Personal information
- Full name: Min Dezillie
- Nationality: Belgium
- Born: 15 May 1973 (age 53) Duffel, Belgium
- Height: 1.68 m (5 ft 6 in)
- Weight: 63 kg (139 lb)

Sailing career
- Sport: Sailing
- Club: WVD Mechelen
- Class: Dinghy

= Min Dezillie =

Belgian sailor

Min Dezillie (born 15 May 1973) is a Belgian former sailor, who specialized in the Europe class. She represented her nation Belgium in three editions of the Olympic Games (1992, 2000, and 2004) and came closest to the medal haul on her second Olympic stint in Sydney, finishing sixth overall.

Dezillie made her Olympic debut, as a nineteen-year-old, in Barcelona 1992, finishing a credible eighteenth in the inaugural Europe class with a satisfying net grade of 115.

Despite her absence from the 1996 Summer Olympics in Atlanta, Dezillie successfully came back on the startline in Sydney 2000 for her second Olympic appearance, sailing in the Europe class. There, she had a solid feat to climb extensively in sixth position with a net score of 68, but missed the podium by nearly a twenty-point deficit.

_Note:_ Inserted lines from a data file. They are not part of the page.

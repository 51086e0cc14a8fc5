// Copyright (c) 2022 Huawei Technologies Co.,Ltd. All rights reserved.
//
// sysMaster is licensed under Mulan PSL v2.
// You can use this software according to the terms and conditions of the Mulan
// PSL v2.
// You may obtain a copy of Mulan PSL v2 at:
//         http://license.coscl.org.cn/MulanPSL2
// THIS SOFTWARE IS PROVIDED ON AN "AS IS" BASIS, WITHOUT WARRANTIES OF ANY
// KIND, EITHER EXPRESS OR IMPLIED, INCLUDING BUT NOT LIMITED TO
// NON-INFRINGEMENT, MERCHANTABILITY OR FIT FOR A PARTICULAR PURPOSE.
// See the Mulan PSL v2 for more details.

//! initrd utils

use nix::sys::statfs::{self, FsType};
use std::path::Path;

#[cfg(target_env = "musl")]
type FsTypeT = libc::c_ulong;

#[cfg(not(target_env = "musl"))]
type FsTypeT = libc::c_long;

/* not exported by libc */
const RAMFS_MAGIC: FsTypeT = 0x858458f6_u32 as FsTypeT;

/// Environment variable forcing the initrd detection result
pub const IN_INITRD_ENV: &str = "SYSMASTER_IN_INITRD";

const INITRD_RELEASE: &str = "/etc/initrd-release";

/// parse a boolean the way unit files and the kernel command line spell it
pub fn parse_boolean(s: &str) -> Option<bool> {
    match s.trim().to_ascii_lowercase().as_str() {
        "1" | "yes" | "y" | "true" | "t" | "on" => Some(true),
        "0" | "no" | "n" | "false" | "f" | "off" => Some(false),
        _ => None,
    }
}

fn root_is_ramfs(path: &str) -> bool {
    statfs::statfs(path).map_or(false, |s| {
        s.filesystem_type() == FsType(libc::TMPFS_MAGIC as FsTypeT)
            || s.filesystem_type() == FsType(RAMFS_MAGIC)
    })
}

/// Whether in initrd
///
/// `SYSMASTER_IN_INITRD` takes precedence if it holds a valid boolean.
/// Otherwise the root (or `path`) must be a tmpfs/ramfs and
/// /etc/initrd-release must exist.
pub fn in_initrd(path: Option<&str>) -> bool {
    if let Ok(v) = std::env::var(IN_INITRD_ENV) {
        match parse_boolean(&v) {
            Some(b) => return b,
            None => log::debug!("Failed to parse ${}='{}', ignoring.", IN_INITRD_ENV, v),
        }
    }

    let path = path.unwrap_or("/");
    root_is_ramfs(path) && Path::new(INITRD_RELEASE).exists()
}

Twelve years after competing in her first Games, Dezillie qualified for her third Belgian team, as a 31-year-old, in the Europe class at the 2004 Summer Olympics in Athens, by placing among the top 40 and receiving a berth from the 2003 ISAF World Championships in Cádiz, Spain. Dezillie got off to a fantastic start of the series with a substantial lead over the rest of the fleet, but a yachting malfunction in the midway and a disastrous feat on the last few races slipped her out of medal contention to fifteenth overall with a net grade of 133.